|
Objective Socket
programming is a very interesting area of software
developement. However, with little or no expirience it
is a bit difficult to get a program up and going. In
this tutorial I'll do my best to walk step by step
through the development of a very simple Web server.
When finished, you should have a general understanding
of the HTTP protocol and socket programming with
TCP.
This tutorial is presented
in Java. For anyone interested in putting this to work
and gaining some more valuable expirience, i'd reccomend
(once you've got a grasp on how the code works, and the
concepts of HTTP and socket programming) implementing
this in C#. It'd be a good exercise in using the FCL and
a good first project for C# socket
programming.
Our Web Server The goals
for the Web server we'll design here are:
Handle multiple HTTP requests Accept and Parse
the HTTP request Get the requested file from the
server Create an HTTP response message, including
the requested file Send the response to the
client.
Remember, "the server" is simply the
machine which is running our program (the WebServer
program). Valid file's for our Web server will be html,
jpeg's, gif's, and plaintext. This should be enough. If
you're hungry for it, you can extend the server's
functionality and file support.
Brief background on
HTTP The basic idea is this:
When a user requests a web page (for example, clicks a
link) the browser sends an HTTP request message for the
objects to the server (which we'll be implementing).

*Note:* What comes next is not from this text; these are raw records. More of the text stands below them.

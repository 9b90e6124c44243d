use std::io;

use super::{LinkOpener, LinkPort};
use crate::config::PtzLinkConfig;

/// A link held open for the duration of one command.
///
/// Releasing flushes pending input and closes the port. It runs exactly once,
/// either through [`LinkSession::close`] or on drop.
pub struct LinkSession<P: LinkPort> {
    port: Option<P>,
    path: String,
}

impl<P: LinkPort> LinkSession<P> {
    pub fn open<O>(opener: &O, link: &PtzLinkConfig) -> io::Result<Self>
    where
        O: LinkOpener<Port = P>,
    {
        let port = opener.open(link)?;
        Ok(Self {
            port: Some(port),
            path: link.device_path().to_string(),
        })
    }

    pub fn path(&self) -> &str {
        &self.path
    }

    pub fn clear_input(&mut self) -> io::Result<()> {
        self.port()?.clear_input()
    }

    pub fn apply_settings(&mut self, link: &PtzLinkConfig) -> io::Result<()> {
        self.port()?.apply_settings(link)
    }

    /// Write a whole frame; a short write is an error
    pub fn write_frame(&mut self, frame: &[u8]) -> io::Result<()> {
        let written = self.port()?.write(frame)?;
        if written != frame.len() {
            return Err(io::Error::new(
                io::ErrorKind::WriteZero,
                format!("short write: {} of {} bytes", written, frame.len()),
            ));
        }
        Ok(())
    }

    pub fn close(mut self) {
        self.release();
    }

    fn port(&mut self) -> io::Result<&mut P> {
        self.port
            .as_mut()
            .ok_or_else(|| io::Error::new(io::ErrorKind::NotConnected, "PTZ link already closed"))
    }

    fn release(&mut self) {
        if let Some(mut port) = self.port.take() {
            if let Err(e) = port.clear_input() {
                log::warn!("Failed to flush PTZ link {} before close: {}", self.path, e);
            }
            drop(port);
            log::debug!("Closed PTZ link {}", self.path);
        }
    }
}

impl<P: LinkPort> Drop for LinkSession<P> {
    fn drop(&mut self) {
        self.release();
    }
}
//! Logical PTZ commands and the integer command space they are decoded from.

use serde::Serialize;

use super::{PtzError, Result};

pub const CMD_RIGHT: u32 = 0x0000_0001;
pub const CMD_LEFT: u32 = 0x0000_0002;
pub const CMD_UP: u32 = 0x0000_0010;
pub const CMD_DOWN: u32 = 0x0000_0020;
pub const CMD_IN: u32 = 0x0000_0100;
pub const CMD_OUT: u32 = 0x0000_0200;
pub const CMD_SAVE: u32 = 0x0000_1000;
pub const CMD_GO: u32 = 0x0000_2000;
pub const CMD_CLEAR: u32 = 0x0000_4000;
pub const CMD_STOP: u32 = 0x0001_0000;

pub const CMDS_MOVE_MASK: u32 = 0x0000_0FFF;
pub const CMDS_PRESET_MASK: u32 = 0x0000_F000;

const CMDS_KNOWN: u32 = CMD_RIGHT
    | CMD_LEFT
    | CMD_UP
    | CMD_DOWN
    | CMD_IN
    | CMD_OUT
    | CMD_SAVE
    | CMD_GO
    | CMD_CLEAR
    | CMD_STOP;

/// Mid-scale speed used when no valid speed is supplied
pub const DEFAULT_SPEED: u8 = 0x20;

#[derive(Debug, Clone, Copy, PartialEq, Eq, Hash, Serialize)]
pub enum Direction {
    Right,
    Left,
    Up,
    Down,
    ZoomIn,
    ZoomOut,
}

impl Direction {
    pub const ALL: [Direction; 6] = [
        Direction::Right,
        Direction::Left,
        Direction::Up,
        Direction::Down,
        Direction::ZoomIn,
        Direction::ZoomOut,
    ];

    pub fn opposite(self) -> Self {
        match self {
            Direction::Right => Direction::Left,
            Direction::Left => Direction::Right,
            Direction::Up => Direction::Down,
            Direction::Down => Direction::Up,
            Direction::ZoomIn => Direction::ZoomOut,
            Direction::ZoomOut => Direction::ZoomIn,
        }
    }

    pub fn bit(self) -> u32 {
        match self {
            Direction::Right => CMD_RIGHT,
            Direction::Left => CMD_LEFT,
            Direction::Up => CMD_UP,
            Direction::Down => CMD_DOWN,
            Direction::ZoomIn => CMD_IN,
            Direction::ZoomOut => CMD_OUT,
        }
    }

    fn index(self) -> u8 {
        match self {
            Direction::Right => 0,
            Direction::Left => 1,
            Direction::Up => 2,
            Direction::Down => 3,
            Direction::ZoomIn => 4,
            Direction::ZoomOut => 5,
        }
    }
}

/// Set of directions in one move command.
///
/// Only built through [`CommandBuilder`], so a set taken from a valid
/// command never holds opposite directions.
#[derive(Debug, Clone, Copy, PartialEq, Eq, Hash)]
pub struct Directions(u8);

impl Directions {
    const EMPTY: Directions = Directions(0);

    pub fn contains(self, direction: Direction) -> bool {
        self.0 & (1 << direction.index()) != 0
    }

    pub fn is_empty(self) -> bool {
        self.0 == 0
    }

    pub fn len(self) -> usize {
        self.0.count_ones() as usize
    }

    pub fn iter(self) -> impl Iterator<Item = Direction> {
        Direction::ALL.into_iter().filter(move |d| self.contains(*d))
    }

    fn insert(&mut self, direction: Direction) {
        self.0 |= 1 << direction.index();
    }

    fn has_conflict(self) -> bool {
        self.iter().any(|d| self.contains(d.opposite()))
    }
}

impl Serialize for Directions {
    fn serialize<S>(&self, serializer: S) -> std::result::Result<S::Ok, S::Error>
    where
        S: serde::Serializer,
    {
        serializer.collect_seq(self.iter())
    }
}

#[derive(Debug, Clone, Copy, PartialEq, Eq, Hash, Serialize)]
pub enum PresetAction {
    Save,
    Go,
    Clear,
}

impl PresetAction {
    pub const ALL: [PresetAction; 3] = [PresetAction::Save, PresetAction::Go, PresetAction::Clear];

    pub fn bit(self) -> u32 {
        match self {
            PresetAction::Save => CMD_SAVE,
            PresetAction::Go => CMD_GO,
            PresetAction::Clear => CMD_CLEAR,
        }
    }
}

/// Pan and tilt speed bytes carried by a move
#[derive(Debug, Clone, Copy, PartialEq, Eq, Hash, Serialize)]
pub struct Speeds {
    pub pan: u8,
    pub tilt: u8,
}

impl Default for Speeds {
    fn default() -> Self {
        Self {
            pan: DEFAULT_SPEED,
            tilt: DEFAULT_SPEED,
        }
    }
}

impl Speeds {
    /// Out-of-range values fall back to mid-scale instead of being rejected
    pub fn from_raw(pan: i32, tilt: i32) -> Self {
        Self {
            pan: u8::try_from(pan).unwrap_or(DEFAULT_SPEED),
            tilt: u8::try_from(tilt).unwrap_or(DEFAULT_SPEED),
        }
    }
}

#[derive(Debug, Clone, Copy, PartialEq, Eq, Hash, Serialize)]
pub enum LogicalCommand {
    Stop,
    Move { directions: Directions, speeds: Speeds },
    Preset { action: PresetAction, id: u8 },
}

impl LogicalCommand {
    pub fn builder() -> CommandBuilder {
        CommandBuilder::default()
    }

    pub fn movement(directions: &[Direction], speeds: Speeds) -> Result<Self> {
        directions
            .iter()
            .fold(CommandBuilder::default(), |b, d| b.direction(*d))
            .speeds(speeds)
            .build()
    }

    pub fn preset(action: PresetAction, id: u8) -> Self {
        LogicalCommand::Preset { action, id }
    }

    /// Decode the integer command space.
    ///
    /// Speeds outside 0..=255 fall back to mid-scale. The preset id only
    /// matters for preset commands, where it must fit in one byte.
    pub fn from_bits(bits: u32, pan_speed: i32, tilt_speed: i32, preset_id: i32) -> Result<Self> {
        if bits & !CMDS_KNOWN != 0 {
            return Err(PtzError::InvalidCommand("unknown command bits"));
        }

        let mut builder = CommandBuilder::default().speeds(Speeds::from_raw(pan_speed, tilt_speed));
        if bits & CMD_STOP != 0 {
            builder = builder.stop();
        }
        for direction in Direction::ALL {
            if bits & direction.bit() != 0 {
                builder = builder.direction(direction);
            }
        }
        for action in PresetAction::ALL {
            if bits & action.bit() != 0 {
                builder = builder.preset(action);
            }
        }
        if bits & CMDS_PRESET_MASK != 0 {
            let id = u8::try_from(preset_id)
                .map_err(|_| PtzError::InvalidCommand("preset id out of range"))?;
            builder = builder.preset_id(id);
        }

        builder.build()
    }

    pub fn to_bits(&self) -> u32 {
        match self {
            LogicalCommand::Stop => CMD_STOP,
            LogicalCommand::Move { directions, .. } => {
                directions.iter().fold(0, |acc, d| acc | d.bit())
            }
            LogicalCommand::Preset { action, .. } => action.bit(),
        }
    }

    /// Move commands must be followed by a stop after the caller's delay
    pub fn needs_auto_stop(&self) -> bool {
        matches!(self, LogicalCommand::Move { .. })
    }

    /// Re-check the legality rules before anything is sent
    pub fn validate(&self) -> Result<()> {
        match self {
            LogicalCommand::Move { directions, .. } if directions.is_empty() => {
                Err(PtzError::InvalidCommand("move without a direction"))
            }
            LogicalCommand::Move { directions, .. } if directions.has_conflict() => {
                Err(PtzError::InvalidCommand("conflicting directions"))
            }
            _ => Ok(()),
        }
    }
}

/// Collects command flags and checks them against the legality rules
#[derive(Debug, Clone)]
pub struct CommandBuilder {
    stop: bool,
    directions: Directions,
    presets: Vec<PresetAction>,
    speeds: Speeds,
    preset_id: Option<u8>,
}

impl Default for CommandBuilder {
    fn default() -> Self {
        Self {
            stop: false,
            directions: Directions::EMPTY,
            presets: Vec::new(),
            speeds: Speeds::default(),
            preset_id: None,
        }
    }
}

impl CommandBuilder {
    pub fn stop(mut self) -> Self {
        self.stop = true;
        self
    }

    pub fn direction(mut self, direction: Direction) -> Self {
        self.directions.insert(direction);
        self
    }

    pub fn preset(mut self, action: PresetAction) -> Self {
        if !self.presets.contains(&action) {
            self.presets.push(action);
        }
        self
    }

    pub fn speeds(mut self, speeds: Speeds) -> Self {
        self.speeds = speeds;
        self
    }

    pub fn pan_speed(mut self, speed: i32) -> Self {
        self.speeds.pan = Speeds::from_raw(speed, 0).pan;
        self
    }

    pub fn tilt_speed(mut self, speed: i32) -> Self {
        self.speeds.tilt = Speeds::from_raw(0, speed).tilt;
        self
    }

    pub fn preset_id(mut self, id: u8) -> Self {
        self.preset_id = Some(id);
        self
    }

    pub fn build(self) -> Result<LogicalCommand> {
        let has_moves = !self.directions.is_empty();
        let has_presets = !self.presets.is_empty();

        // Stop is only useful by itself
        if self.stop {
            if has_moves || has_presets {
                return Err(PtzError::InvalidCommand("stop cannot be combined with other commands"));
            }
            return Ok(LogicalCommand::Stop);
        }

        if has_moves && has_presets {
            return Err(PtzError::InvalidCommand("move and preset commands cannot be combined"));
        }

        if self.directions.has_conflict() {
            return Err(PtzError::InvalidCommand("conflicting directions"));
        }

        if has_moves {
            return Ok(LogicalCommand::Move {
                directions: self.directions,
                speeds: self.speeds,
            });
        }

        match self.presets.as_slice() {
            [] => Err(PtzError::InvalidCommand("empty command")),
            [action] => {
                let id = self
                    .preset_id
                    .ok_or(PtzError::InvalidCommand("preset command without a preset id"))?;
                Ok(LogicalCommand::Preset { action: *action, id })
            }
            _ => Err(PtzError::InvalidCommand("preset commands are exclusive")),
        }
    }
}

"The objects" here would consist of any html files, jpeg
or gif files, or any others associated with the
requested page. The server receives the request and
responds with an HTTP response message that contains all
the requested objects. In HTTP 1.0 (used here) a new TCP
connection is created for each request, and the response
is sent back over that connection, after which the
connection is closed. The structure of HTTP 'request'
and 'response' messages is important to the
implementation of our web server. The server will be
sent requests, and will respond with appropriate
response messages. But we'll cover the details of these
HTTP messages in a moment. For now, I'll quickly explain
sockets, and then we'll get to some
coding.
Sockets A socket is
the interface between the application layer and the
transport layer (if that makes any sense). In less
technical terms, a socket can be thought of as a
mailbox. A process delivers to and receives information
from it's socket. Since this tutorial is presented in
Java, you will see how to create and use sockets using
the Java API java.net.Socket.
Excuse the extremely brief "discussion" on
sockets, but the concept should become clearer in the
code. So let's get to that.
import java.io.*;
import java.net.*;
import java.util.*;
public final class WebServer {
public static void main(String args[]) throws Exception {
int PORT = 5306;
ServerSocket listenSocket = new ServerSocket(PORT);
while(true) {
HttpRequest request = new HttpRequest(listenSocket.accept());
Thread thread = new Thread(request);
thread.start();
}
}
}
|
You'll notice something called a
ServerSocket, which is a little different than
just Socket. A ServerSocket listens on a specified
port. When a request comes in on that port, the
ServerSocket uses the accept() method to create a
new TCP connection with the client (the computer sending
the request), and return a new Socket which can be used
to communicate with the client over the TCP connection.
All information sent into that socket is sent (over TCP)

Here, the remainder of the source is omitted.